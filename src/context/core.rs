use super::response::ResponseBuffer;
use crate::ids::RequestId;
use serde::de::DeserializeOwned;
use smallvec::SmallVec;
use std::sync::atomic::{AtomicU64, Ordering};

/// Maximum decoded input parameters before heap allocation.
pub const MAX_INLINE_INPUTS: usize = 8;

/// Body capacity a pooled context may keep between requests.
///
/// Larger request or response body allocations are shrunk to this size when
/// the context returns to its pool.
pub const MAX_RETAINED_BODY_CAPACITY: usize = 64 * 1024;

/// Maximum inline headers before heap allocation.
const MAX_INLINE_HEADERS: usize = 16;

/// Decoded input parameters (query string plus urlencoded form body).
pub type InputVec = SmallVec<[(String, String); MAX_INLINE_INPUTS]>;

type OwnedHeaderVec = SmallVec<[(String, String); MAX_INLINE_HEADERS]>;

static NEXT_SERIAL: AtomicU64 = AtomicU64::new(1);

/// Borrowed, transport-neutral view of an inbound request.
///
/// The transport adapter builds one of these per request and hands it to the
/// dispatcher, which copies it into a pooled [`Context`].
#[derive(Debug, Clone, Copy)]
pub struct IncomingRequest<'a> {
    /// HTTP method exactly as received (`GET`, `PATCH`, ...)
    pub method: &'a str,
    /// Request target including any query string
    pub uri: &'a str,
    /// Protocol string for the access log, e.g. `HTTP/1.1`
    pub proto: &'a str,
    /// Client address, `-` when the transport cannot tell
    pub client_addr: &'a str,
    /// Header name/value pairs in arrival order
    pub headers: &'a [(&'a str, &'a str)],
    /// Raw request body
    pub body: &'a [u8],
}

impl<'a> IncomingRequest<'a> {
    /// A bodiless `HTTP/1.1` request with no headers and an unknown client.
    #[must_use]
    pub fn new(method: &'a str, uri: &'a str) -> Self {
        Self {
            method,
            uri,
            proto: "HTTP/1.1",
            client_addr: "-",
            headers: &[],
            body: &[],
        }
    }

    #[must_use]
    pub fn with_headers(mut self, headers: &'a [(&'a str, &'a str)]) -> Self {
        self.headers = headers;
        self
    }

    #[must_use]
    pub fn with_body(mut self, body: &'a [u8]) -> Self {
        self.body = body;
        self
    }

    #[must_use]
    pub fn with_client_addr(mut self, client_addr: &'a str) -> Self {
        self.client_addr = client_addr;
        self
    }

    #[must_use]
    pub fn with_proto(mut self, proto: &'a str) -> Self {
        self.proto = proto;
        self
    }

    /// Request path without the query string.
    #[must_use]
    pub fn path(&self) -> &'a str {
        match self.uri.split_once('?') {
            Some((path, _)) => path,
            None => self.uri,
        }
    }

    /// Raw query string, if any.
    #[must_use]
    pub fn query(&self) -> Option<&'a str> {
        self.uri.split_once('?').map(|(_, q)| q)
    }

    /// Get a header by name (case-insensitive per RFC 7230)
    #[must_use]
    pub fn header(&self, name: &str) -> Option<&'a str> {
        self.headers
            .iter()
            .find(|(k, _)| k.eq_ignore_ascii_case(name))
            .map(|(_, v)| *v)
    }
}

/// Owned copy of the inbound request held by a [`Context`].
///
/// String buffers are cleared and refilled on reuse rather than reallocated.
#[derive(Debug, Default)]
pub struct RequestData {
    method: String,
    uri: String,
    path: String,
    proto: String,
    client_addr: String,
    headers: OwnedHeaderVec,
    input: InputVec,
    body: Vec<u8>,
}

impl RequestData {
    fn fill(&mut self, incoming: &IncomingRequest<'_>) {
        refill(&mut self.method, incoming.method);
        refill(&mut self.uri, incoming.uri);
        refill(&mut self.path, incoming.path());
        refill(&mut self.proto, incoming.proto);
        refill(&mut self.client_addr, incoming.client_addr);

        self.headers.clear();
        self.headers.extend(
            incoming
                .headers
                .iter()
                .map(|(k, v)| ((*k).to_owned(), (*v).to_owned())),
        );

        self.body.clear();
        self.body.extend_from_slice(incoming.body);

        self.input.clear();
        if let Some(query) = incoming.query() {
            self.input.extend(
                url::form_urlencoded::parse(query.as_bytes())
                    .map(|(k, v)| (k.into_owned(), v.into_owned())),
            );
        }
        let is_form = incoming
            .header("content-type")
            .is_some_and(|ct| ct.starts_with("application/x-www-form-urlencoded"));
        if is_form {
            self.input.extend(
                url::form_urlencoded::parse(incoming.body)
                    .map(|(k, v)| (k.into_owned(), v.into_owned())),
            );
        }
    }

    #[must_use]
    pub fn method(&self) -> &str {
        &self.method
    }

    /// Request target including the query string.
    #[must_use]
    pub fn uri(&self) -> &str {
        &self.uri
    }

    /// Request path as received (not normalized).
    #[must_use]
    pub fn path(&self) -> &str {
        &self.path
    }

    #[must_use]
    pub fn proto(&self) -> &str {
        &self.proto
    }

    #[must_use]
    pub fn client_addr(&self) -> &str {
        &self.client_addr
    }

    /// Get a header by name (case-insensitive per RFC 7230)
    #[must_use]
    pub fn header(&self, name: &str) -> Option<&str> {
        self.headers
            .iter()
            .find(|(k, _)| k.eq_ignore_ascii_case(name))
            .map(|(_, v)| v.as_str())
    }

    /// All decoded input parameters in arrival order.
    #[must_use]
    pub fn input(&self) -> &[(String, String)] {
        &self.input
    }

    /// Get an input parameter by name
    ///
    /// Uses "last write wins" semantics: a form body value overrides a query
    /// string value of the same name, and `?a=1&a=2` yields `2`.
    #[must_use]
    pub fn param(&self, name: &str) -> Option<&str> {
        self.input
            .iter()
            .rfind(|(k, _)| k == name)
            .map(|(_, v)| v.as_str())
    }

    #[must_use]
    pub fn body(&self) -> &[u8] {
        &self.body
    }

    /// Bytes allocated for the body buffer.
    #[must_use]
    pub fn body_capacity(&self) -> usize {
        self.body.capacity()
    }

    fn shed_body(&mut self) {
        self.body.clear();
        self.body.shrink_to(MAX_RETAINED_BODY_CAPACITY);
    }

    /// Deserialize the raw body as JSON.
    ///
    /// # Errors
    ///
    /// Returns the `serde_json` error when the body is not valid JSON for `T`.
    pub fn json_body<T: DeserializeOwned>(&self) -> serde_json::Result<T> {
        serde_json::from_slice(&self.body)
    }
}

fn refill(buf: &mut String, value: &str) {
    buf.clear();
    buf.push_str(value);
}

/// Mutable per-request state shared between the dispatcher and a resource.
///
/// A context is exclusively owned by one in-flight request at a time. Between
/// requests it lives in the [`ContextPool`](crate::pool::ContextPool).
#[derive(Debug)]
pub struct Context {
    request_id: RequestId,
    serial: u64,
    uses: u64,
    /// The inbound request
    pub request: RequestData,
    /// The response being built for this request
    pub response: ResponseBuffer,
}

impl Default for Context {
    fn default() -> Self {
        Self::new()
    }
}

impl Context {
    /// Create an empty context with a process-unique serial number.
    #[must_use]
    pub fn new() -> Self {
        Self {
            request_id: RequestId::new(),
            serial: NEXT_SERIAL.fetch_add(1, Ordering::Relaxed),
            uses: 0,
            request: RequestData::default(),
            response: ResponseBuffer::default(),
        }
    }

    /// Overwrite all per-request state with `incoming`.
    ///
    /// The request id is taken from a valid `X-Request-Id` header or freshly
    /// minted. The response is returned to `200`, no headers, empty body, not
    /// started.
    pub fn reset(&mut self, incoming: &IncomingRequest<'_>) {
        self.request_id = RequestId::from_header_or_new(incoming.header("x-request-id"));
        self.uses += 1;
        self.request.fill(incoming);
        self.response.reset();
    }

    /// Drop both bodies and cap their retained allocations at
    /// [`MAX_RETAINED_BODY_CAPACITY`].
    pub(crate) fn shed(&mut self) {
        self.request.shed_body();
        self.response.shed_body(MAX_RETAINED_BODY_CAPACITY);
    }

    #[must_use]
    pub fn request_id(&self) -> RequestId {
        self.request_id
    }

    /// Identity of the physical instance; stable across reuse.
    #[must_use]
    pub fn serial(&self) -> u64 {
        self.serial
    }

    /// Number of requests this instance has served, including the current one.
    #[must_use]
    pub fn uses(&self) -> u64 {
        self.uses
    }
}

** Try it **
Among the lines in the data above, find those containing "instance" and give only how many there are.

** Solution to the problem **
2